Several different life forms are present in the tribe: most species are shrubs, but geofructices (plants with woody rhizomes) (e.g. Fadogia homblei, Pygmaeothamnus zeyheri), small trees (e.g. Vangueria infausta), and climbers (e.g. Keetia gueinzii) also occur. As all Rubiaceae species, the leaves are opposite, simple and entire, and they have interpetiolar stipules. The phyllotaxis is decussate, sometimes conspicuously so (e.g. Canthium inerme), and rarely whorled (e.g. Fadogia). Some species have spines (e.g. Canthium).
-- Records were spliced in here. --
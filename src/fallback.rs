//! Rule-based summary used when the language model is out of quota.
//!
//! Tasks are tallied by priority and bucketed by how close their due date is
//! to "today" (the reference instant truncated to midnight in its own zone).
//! The boundary rules mix raw and truncated comparisons:
//!
//! - overdue: due instant strictly before midnight today
//! - due today / due tomorrow: due date, truncated to midnight, equals the
//!   boundary
//! - due this week: due instant strictly after midnight tomorrow and no later
//!   than midnight seven days from today
//! - other: no due date
//!
//! A task due tomorrow at any time other than midnight therefore lands in
//! both "Due Tomorrow" and "Due This Week".

use crate::task::{Priority, Task};
use chrono::{DateTime, Days, NaiveDate, TimeZone, Utc};
use std::fmt::Write;

/// Closing line of every fallback summary. Callers detect fallback mode by
/// looking for this text, so it must stay stable.
pub const FALLBACK_MARKER: &str =
    "*Note: This summary was generated using the fallback system due to language model quota limits.*";

/// Whether `summary` came from [`fallback_summary`].
pub fn is_fallback(summary: &str) -> bool {
    summary.contains(FALLBACK_MARKER)
}

/// Per-priority counts over a task set.
#[derive(Debug, Clone, Copy, Default, PartialEq, Eq)]
pub struct PriorityTally {
    pub high: usize,
    pub medium: usize,
    pub low: usize,
}

impl PriorityTally {
    pub fn count(tasks: &[Task]) -> Self {
        let mut tally = Self::default();
        for task in tasks {
            match task.priority {
                Some(Priority::High) => tally.high += 1,
                Some(Priority::Medium) => tally.medium += 1,
                Some(Priority::Low) => tally.low += 1,
                None => {}
            }
        }
        tally
    }
}

/// Tasks grouped by due-date proximity. Each vector keeps input order.
#[derive(Debug, Default)]
pub struct DueBuckets<'a> {
    pub overdue: Vec<&'a Task>,
    pub today: Vec<&'a Task>,
    pub tomorrow: Vec<&'a Task>,
    pub this_week: Vec<&'a Task>,
    pub other: Vec<&'a Task>,
}

impl<'a> DueBuckets<'a> {
    pub fn classify<Tz: TimeZone>(tasks: &'a [Task], now: &DateTime<Tz>) -> Self {
        let tz = now.timezone();
        let today_date = now.date_naive();
        let today = start_of_day(today_date, &tz);
        let tomorrow = start_of_day(today_date + Days::new(1), &tz);
        let next_week = start_of_day(today_date + Days::new(7), &tz);

        let mut buckets = Self::default();
        for task in tasks {
            let Some(due) = task.due_date else {
                buckets.other.push(task);
                continue;
            };
            let due_day = start_of_day(due.with_timezone(&tz).date_naive(), &tz);

            if due < today {
                buckets.overdue.push(task);
            }
            if due_day == today {
                buckets.today.push(task);
            }
            if due_day == tomorrow {
                buckets.tomorrow.push(task);
            }
            if due > tomorrow && due <= next_week {
                buckets.this_week.push(task);
            }
        }
        buckets
    }

    fn dated_sections(&self) -> [(&'static str, &[&'a Task]); 4] {
        [
            ("Overdue Tasks", self.overdue.as_slice()),
            ("Due Today", self.today.as_slice()),
            ("Due Tomorrow", self.tomorrow.as_slice()),
            ("Due This Week", self.this_week.as_slice()),
        ]
    }
}

/// Build the fallback summary for `tasks` as of `now`.
///
/// Every dated section is followed by a blank line; "Other Tasks" is not, so
/// the marker sits one blank line below it but two below a dated section.
pub fn fallback_summary<Tz: TimeZone>(tasks: &[Task], now: &DateTime<Tz>) -> String {
    let tally = PriorityTally::count(tasks);
    let buckets = DueBuckets::classify(tasks, now);

    let mut out = String::from("*Todo Summary*\n\n");
    out.push_str("*Overview:*\n");
    let _ = writeln!(
        out,
        "You have {} pending tasks: {} high priority, {} medium priority, and {} low priority.\n",
        tasks.len(),
        tally.high,
        tally.medium,
        tally.low
    );

    for (label, members) in buckets.dated_sections() {
        if !members.is_empty() {
            write_section(&mut out, label, members);
            out.push('\n');
        }
    }
    if !buckets.other.is_empty() {
        write_section(&mut out, "Other Tasks", &buckets.other);
    }

    out.push('\n');
    out.push_str(FALLBACK_MARKER);
    out
}

fn write_section(out: &mut String, label: &str, members: &[&Task]) {
    let _ = writeln!(out, "*{label} ({}):*", members.len());
    for task in members {
        let flag = if task.priority == Some(Priority::High) {
            " (High Priority)"
        } else {
            ""
        };
        let _ = writeln!(out, "• {}{flag}", task.title);
    }
}

/// Midnight at the start of `date` in `tz`, as a UTC instant.
fn start_of_day<Tz: TimeZone>(date: NaiveDate, tz: &Tz) -> DateTime<Utc> {
    let midnight = date.and_time(chrono::NaiveTime::MIN);
    tz.from_local_datetime(&midnight)
        .earliest()
        .map(|dt| dt.with_timezone(&Utc))
        // Zones that skip midnight for DST have no local 00:00 that day.
        .unwrap_or_else(|| midnight.and_utc())
}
Secondary pollen presentation is characteristic for the tribe and the species develop a conspicuous "stylar head"-complex, which is a structural unit consisting of a pollen presenting organ combined with stigmatic surfaces.

==Distribution and habitat==
The species of this tribe are found in the Paleotropics. Most genera and over 70% of the species occur in Sub-Saharan Africa, including Madagascar and the islands in the Western Indian Ocean. The remainder of the species is mostly found in Southeast Asia. A few species are restricted to islands in the Pacific Ocean, especially New Caledonia, and another fraction of the species occurs in the Eastern states of Australia, especially in coastal Queensland. The countries with the largest diversity with over a hundred species each are Tanzania, Madagascar and D.R.Congo.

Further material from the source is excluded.